RECORDS TO USE »
******************************

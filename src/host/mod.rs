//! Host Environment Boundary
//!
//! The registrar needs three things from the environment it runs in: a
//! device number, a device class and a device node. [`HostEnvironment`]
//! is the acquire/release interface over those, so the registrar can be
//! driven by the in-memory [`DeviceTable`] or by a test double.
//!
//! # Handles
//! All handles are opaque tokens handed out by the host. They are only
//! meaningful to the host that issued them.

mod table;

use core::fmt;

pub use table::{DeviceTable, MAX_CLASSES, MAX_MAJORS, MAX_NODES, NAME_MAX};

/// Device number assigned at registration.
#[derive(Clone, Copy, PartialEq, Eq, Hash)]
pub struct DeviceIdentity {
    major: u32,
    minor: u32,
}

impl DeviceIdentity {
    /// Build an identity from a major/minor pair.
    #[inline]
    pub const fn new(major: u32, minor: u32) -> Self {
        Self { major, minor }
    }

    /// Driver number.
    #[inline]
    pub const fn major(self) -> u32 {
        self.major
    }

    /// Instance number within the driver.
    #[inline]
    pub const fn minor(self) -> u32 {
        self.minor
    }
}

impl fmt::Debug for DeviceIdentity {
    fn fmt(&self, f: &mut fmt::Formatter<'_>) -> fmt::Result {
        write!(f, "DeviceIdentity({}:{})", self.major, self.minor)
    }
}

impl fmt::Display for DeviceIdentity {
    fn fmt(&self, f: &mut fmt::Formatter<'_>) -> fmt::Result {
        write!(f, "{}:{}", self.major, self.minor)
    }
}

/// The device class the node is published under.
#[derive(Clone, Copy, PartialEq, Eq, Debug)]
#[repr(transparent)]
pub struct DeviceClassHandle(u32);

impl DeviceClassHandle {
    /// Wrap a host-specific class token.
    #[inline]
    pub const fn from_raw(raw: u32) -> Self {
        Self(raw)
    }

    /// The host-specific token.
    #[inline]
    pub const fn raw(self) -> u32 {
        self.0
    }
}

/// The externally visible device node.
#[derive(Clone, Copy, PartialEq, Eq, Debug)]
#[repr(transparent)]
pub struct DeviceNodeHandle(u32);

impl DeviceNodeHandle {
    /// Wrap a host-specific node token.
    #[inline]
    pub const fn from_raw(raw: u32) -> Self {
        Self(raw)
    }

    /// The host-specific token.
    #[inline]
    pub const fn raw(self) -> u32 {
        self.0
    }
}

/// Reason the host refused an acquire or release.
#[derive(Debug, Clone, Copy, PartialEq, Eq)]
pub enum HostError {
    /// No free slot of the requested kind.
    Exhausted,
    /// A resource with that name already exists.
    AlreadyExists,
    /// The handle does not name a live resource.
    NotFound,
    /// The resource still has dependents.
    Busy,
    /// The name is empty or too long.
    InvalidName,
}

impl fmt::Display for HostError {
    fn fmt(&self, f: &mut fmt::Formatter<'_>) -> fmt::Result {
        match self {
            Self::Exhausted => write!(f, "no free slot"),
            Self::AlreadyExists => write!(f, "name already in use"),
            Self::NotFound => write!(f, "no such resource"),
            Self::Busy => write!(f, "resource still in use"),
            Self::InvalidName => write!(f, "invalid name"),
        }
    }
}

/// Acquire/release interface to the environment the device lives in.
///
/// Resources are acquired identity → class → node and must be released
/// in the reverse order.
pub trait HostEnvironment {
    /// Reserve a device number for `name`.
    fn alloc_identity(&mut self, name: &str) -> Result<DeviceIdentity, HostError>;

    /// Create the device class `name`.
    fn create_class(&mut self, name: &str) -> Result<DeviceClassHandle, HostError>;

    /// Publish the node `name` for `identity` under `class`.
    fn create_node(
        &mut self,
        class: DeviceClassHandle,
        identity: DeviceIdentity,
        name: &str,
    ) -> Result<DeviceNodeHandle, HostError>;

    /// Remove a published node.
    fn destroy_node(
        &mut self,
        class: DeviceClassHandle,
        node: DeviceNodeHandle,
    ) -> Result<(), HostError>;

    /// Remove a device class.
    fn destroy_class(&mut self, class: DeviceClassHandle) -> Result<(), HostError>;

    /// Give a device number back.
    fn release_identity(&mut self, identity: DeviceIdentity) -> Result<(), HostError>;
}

******************************

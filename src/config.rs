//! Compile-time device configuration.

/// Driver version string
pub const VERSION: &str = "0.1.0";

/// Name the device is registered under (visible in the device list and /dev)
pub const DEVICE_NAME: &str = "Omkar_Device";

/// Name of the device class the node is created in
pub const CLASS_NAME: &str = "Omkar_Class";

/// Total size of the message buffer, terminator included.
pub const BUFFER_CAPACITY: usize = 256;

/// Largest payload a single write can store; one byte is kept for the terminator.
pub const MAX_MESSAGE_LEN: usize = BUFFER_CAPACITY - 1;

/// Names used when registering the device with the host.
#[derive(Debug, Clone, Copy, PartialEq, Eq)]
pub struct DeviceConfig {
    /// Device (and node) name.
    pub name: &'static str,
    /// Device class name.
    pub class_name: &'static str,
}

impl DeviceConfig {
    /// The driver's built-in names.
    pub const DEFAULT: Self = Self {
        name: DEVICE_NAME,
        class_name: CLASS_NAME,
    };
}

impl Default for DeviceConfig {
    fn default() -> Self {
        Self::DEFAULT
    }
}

******************************

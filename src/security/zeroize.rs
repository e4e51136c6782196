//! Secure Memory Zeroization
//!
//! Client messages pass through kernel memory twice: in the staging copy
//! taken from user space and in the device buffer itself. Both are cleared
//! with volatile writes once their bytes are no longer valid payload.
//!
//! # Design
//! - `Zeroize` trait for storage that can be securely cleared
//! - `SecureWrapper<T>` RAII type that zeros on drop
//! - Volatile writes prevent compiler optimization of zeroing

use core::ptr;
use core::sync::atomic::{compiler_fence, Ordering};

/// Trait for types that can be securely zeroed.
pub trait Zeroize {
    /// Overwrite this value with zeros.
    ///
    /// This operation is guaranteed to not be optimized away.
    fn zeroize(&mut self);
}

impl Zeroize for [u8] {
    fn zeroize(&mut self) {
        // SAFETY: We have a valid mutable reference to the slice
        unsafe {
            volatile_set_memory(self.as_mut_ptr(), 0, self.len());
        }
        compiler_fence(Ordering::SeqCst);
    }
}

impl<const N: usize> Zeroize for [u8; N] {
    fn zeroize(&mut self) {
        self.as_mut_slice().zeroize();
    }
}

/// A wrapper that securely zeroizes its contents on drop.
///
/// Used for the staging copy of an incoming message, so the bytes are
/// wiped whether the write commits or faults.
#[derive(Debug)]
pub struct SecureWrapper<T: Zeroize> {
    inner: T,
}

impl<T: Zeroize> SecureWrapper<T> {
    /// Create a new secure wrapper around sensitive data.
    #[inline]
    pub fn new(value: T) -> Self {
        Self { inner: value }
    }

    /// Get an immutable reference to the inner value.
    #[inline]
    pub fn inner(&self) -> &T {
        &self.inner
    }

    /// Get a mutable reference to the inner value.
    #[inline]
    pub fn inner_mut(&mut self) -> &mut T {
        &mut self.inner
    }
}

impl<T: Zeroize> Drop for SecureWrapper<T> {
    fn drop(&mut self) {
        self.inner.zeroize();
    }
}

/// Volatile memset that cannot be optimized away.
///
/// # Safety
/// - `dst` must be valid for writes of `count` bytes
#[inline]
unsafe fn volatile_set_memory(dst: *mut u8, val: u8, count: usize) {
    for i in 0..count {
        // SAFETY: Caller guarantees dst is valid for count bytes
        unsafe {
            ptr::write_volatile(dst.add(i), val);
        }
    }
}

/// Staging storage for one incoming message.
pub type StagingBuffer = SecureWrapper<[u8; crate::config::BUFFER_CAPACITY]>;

******************************

Return only the part of the records above that opens with the line containing "Reserve a device" and closes with the line containing "device number back.", ends included.

    /// Reserve a device number for `name`.
    fn alloc_identity(&mut self, name: &str) -> Result<DeviceIdentity, HostError>;

    /// Create the device class `name`.
    fn create_class(&mut self, name: &str) -> Result<DeviceClassHandle, HostError>;

    /// Publish the node `name` for `identity` under `class`.
    fn create_node(
        &mut self,
        class: DeviceClassHandle,
        identity: DeviceIdentity,
        name: &str,
    ) -> Result<DeviceNodeHandle, HostError>;

    /// Remove a published node.
    fn destroy_node(
        &mut self,
        class: DeviceClassHandle,
        node: DeviceNodeHandle,
    ) -> Result<(), HostError>;

    /// Remove a device class.
    fn destroy_class(&mut self, class: DeviceClassHandle) -> Result<(), HostError>;

    /// Give a device number back.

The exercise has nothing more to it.